Tuesday, December 15, 2015

Cook, Serve, Delicious!


Thanksgiving kind of got me off track. I bought Fallout 4 at the midnight release. Played a bunch, then my family came for Thanksgiving. I had to tear myself away from Fallout while they were here, but the allure of gaming in some fashion was still too great. So I looked to Steam. I wanted something I could sneakily play in 10 minute increments late at night and no one would be the wiser. The solution to that was "Cook, Serve, Delicious!" And I'm surprised to say, it was very addictive and a lot of fun.

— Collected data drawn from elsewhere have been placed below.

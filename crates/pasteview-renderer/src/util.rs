//! Small shared helpers.

use std::borrow::Cow;

/// Escape text for insertion into an HTML fragment.
///
/// Escapes `&`, `<`, `>`, `"` and `'`. Returns the input unchanged when no
/// escaping is needed.
pub fn escape_html(input: &str) -> Cow<'_, str> {
    let needs_escape = input
        .bytes()
        .any(|b| matches!(b, b'&' | b'<' | b'>' | b'"' | b'\''));

    if !needs_escape {
        return Cow::Borrowed(input);
    }

    let mut escaped = String::with_capacity(input.len() + 8);
    for c in input.chars() {
        match c {
            '&' => escaped.push_str("&amp;"),
            '<' => escaped.push_str("&lt;"),
            '>' => escaped.push_str("&gt;"),
            '"' => escaped.push_str("&quot;"),
            '\'' => escaped.push_str("&#39;"),
            _ => escaped.push(c),
        }
    }
    Cow::Owned(escaped)
}
/// Scan `text` for inline extension constructs.
///
/// At each candidate position (the earliest probe hint across all inline
/// extensions) every extension's recognizer is offered the remaining text
/// in registration order; the first success is rendered and the cursor
/// advances past the token's `raw`. A position where every recognizer
/// declines is plain text. Probes only skip ahead — a probe that
/// over-reports costs time, never correctness.
pub(crate) fn scan_inline<'a>(
    set: &ExtensionSet,
    text: &'a str,
    host: &dyn InlineHost,
) -> Vec<InlineSegment<'a>> {
    let mut segments = Vec::new();
    let mut plain_start = 0;
    let mut pos = 0;

    while pos < text.len() {
        let Some(hint) = set
            .inline()
            .iter()
            .filter_map(|ext| ext.probe(&text[pos..]))
            .min()
        else {
            break;
        };
        let candidate = pos + hint;
        let rest = &text[candidate..];

        let mut consumed = 0;
        for ext in set.inline() {
            if let Some(token) = ext.recognize(rest) {
                // Empty raw would stall the cursor; treat it as a miss.
                if token.raw.is_empty() {
                    continue;
                }
                debug_assert!(rest.starts_with(token.raw), "raw must prefix the input");

                if plain_start < candidate {
                    segments.push(InlineSegment::Text(&text[plain_start..candidate]));
                }
                segments.push(InlineSegment::Html(ext.render(&token, host)));
                consumed = token.raw.len();
                break;
            }
        }

        if consumed > 0 {
            pos = candidate + consumed;
            plain_start = pos;
        } else {
            // Nothing matched at the candidate; step past it and rescan.
            let step = rest.chars().next().map_or(1, char::len_utf8);
            pos = candidate + step;
        }
    }

    if plain_start < text.len() {
        segments.push(InlineSegment::Text(&text[plain_start..]));
    }
    segments
}

/// Rendered inline fragments collected during preprocessing.
///
/// Each stashed fragment is represented in the preprocessed markdown by a
/// `{{PASTEVIEW:<nonce>:<index>}}` marker that passes through the host
/// parser as ordinary text; [`apply`](Self::apply) swaps the markers for
/// the fragments in a single pass over the rendered HTML. The nonce is
/// drawn fresh per collector, so marker-shaped text typed by the user never
/// matches a stashed fragment.
#[derive(Debug)]
pub(crate) struct Fragments {
    nonce: u64,
    items: Vec<String>,
}

const MARKER_OPEN: &str = "{{PASTEVIEW:";
const MARKER_CLOSE: &str = "}}";

impl Fragments {
    pub(crate) fn new() -> Self {
        Self {
            nonce: RandomState::new().build_hasher().finish(),
            items: Vec::new(),
        }
    }

    /// Stash a fragment and return its stand-in marker.
    fn stash(&mut self, html: String) -> String {
        let marker = format!(
            "{MARKER_OPEN}{:016x}:{}{MARKER_CLOSE}",
            self.nonce,
            self.items.len()
        );
        self.items.push(html);
        marker
    }

    /// Swap all markers in `html` for their stashed fragments.
    pub(crate) fn apply(self, html: &mut String) {
        if self.items.is_empty() {
            return;
        }

        let mut out = String::with_capacity(html.len() + self.items.iter().map(String::len).sum::<usize>());
        let mut rest = html.as_str();
        while let Some(i) = rest.find(MARKER_OPEN) {
            out.push_str(&rest[..i]);
            let after = &rest[i + MARKER_OPEN.len()..];
            let replaced = after.find(MARKER_CLOSE).and_then(|end| {
                let (nonce, index) = after[..end].split_once(':')?;
                if u64::from_str_radix(nonce, 16).ok()? != self.nonce {
                    return None;
                }
                let fragment = self.items.get(index.parse::<usize>().ok()?)?;
                out.push_str(fragment);
                Some(&after[end + MARKER_CLOSE.len()..])
            });
            match replaced {
                Some(tail) => rest = tail,
                None => {
                    // Marker-shaped user content; copy and move on.
                    out.push_str(MARKER_OPEN);
                    rest = after;
                }
            }
        }
        out.push_str(rest);
        *html = out;
    }
}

You are a cook at a shithole restaurant. You learn the ropes making corndogs and soft pretzels. Orders come in by number, you press a number to start preparing that order, and the customer's order specifics are listed at the bottom. With the corndog, it starts simple. You press K for Ketchup and M for Mustard and Enter to serve it. Each order has a time limit, and customer's patience wears thin quick, so you gotta be quicker. Speed is a major factor but so is actually getting the order right. An accurate order gets you the possibility of a tip and annoying yummy noises, an inaccurate order will affect your restaurant's buzz for the next day and your cashflow from the bad order.


Each day you have to put together a menu, and the game takes place in day increments. You have to put in a full day (that speeds by like whoa) and there are two rush hours in each day, one for lunch and one for supper. During both of these times, orders come in fast and furious, and you're more likely to screw up, as you'll be juggling 8 orders at a time for most of rush hour. As you succeed in making money, you're able to buy more expensive foods, and they're more difficult to make as you upgrade them. You start with corndogs, but you progress to things like pizza which has three different kinds of sauces and ten different toppings, for example. Some things have to be cooked after you combine the ingredients, some have to be cooked before. Some things can be served immediately, some things take a while, and some have to be prepared for OCD assholes that refuse to eat a kabob that has two of the same vegetable touching. #divas It's all about managing the order of your orders in the optimum way and memorizing the key bindings for each dish. Any time I have to double check the ingredient list, it slows me way down, and if I have multiple items I'm no good at, it ends up getting rather hectic... Try putting fully upgraded soup, kabobs, wine, pizza, nachos, and enchiladas on your menu and wait for the screaming.

You'll start with your 1 Star restaurant, but as you meet the objectives (work 20 days, pass 5 inspections, etc.), you'll work up to a 2 Star, 3 Star, up to a 5 Star restaurant. Another element of upgrading your digs is participating in Iron Cook challenges and some secret society jungle cooking tribunal. Both these require you to make a selection of foods quickly and accurately at a ridiculous pace while epic-ish music plays to further rattle you. Each of these challenges can be retried over and over, and retry them you shall. Some of them are awful.

Everytime I play a game that you can essentially play forever, ie there's no ultimate win condition, I have to set my own parameters so I can move on. Getting to a 5 Star restaurant seemed like the way to go, but once I got there, it said I could upgrade once more. Drat. This required another 20 days of service and beating all "The Hungry Festivities" challenges. Here came the biggest time suck of the game, but it was kind of my fault. Along with getting my 5 Star restaurant, I wanted to upgrade all my food to maximum difficulty/profitability, so that's where all my money went. Problem was, these jungle cooking challenges required 8 golden tickets each to unlock. I had been getting them randomly throughout the game, but once I got to my 5 Star restaurant, I still needed to unlock 3 of them...requiring 24 tickets total. Only then did I realize that they could be bought for $2000 a piece, and here I was wasting money on upgrading nonsense food like a sucker for days.

At least then my goal became clear. Get the money, buy the tickets, beat the things. And I got pretty sick of playing in the amount of time that took. After that, I got a Platinum Star restaurant and unlocked a bunch of stuff that I had no interest in playing anymore. #done

Overall, I was surprised at how much I enjoyed playing this game. Some of the dishes are really difficult, especially when there are 7 other things cooking or needing to be cooked at the same time. I'd recommend picking it up the next time it's on sale on Steam. I felt like a "filthy casual" playing it while I had a perfectly good Fallout 4 waiting in my PS4, but once I started it, I wanted to finish it, so I could mark it off my list for good. It's a fun game, and apparently there's a second one coming out next year, so give it a go.

Now...let's go explore that post-apocalyptic wasteland I've been ignoring.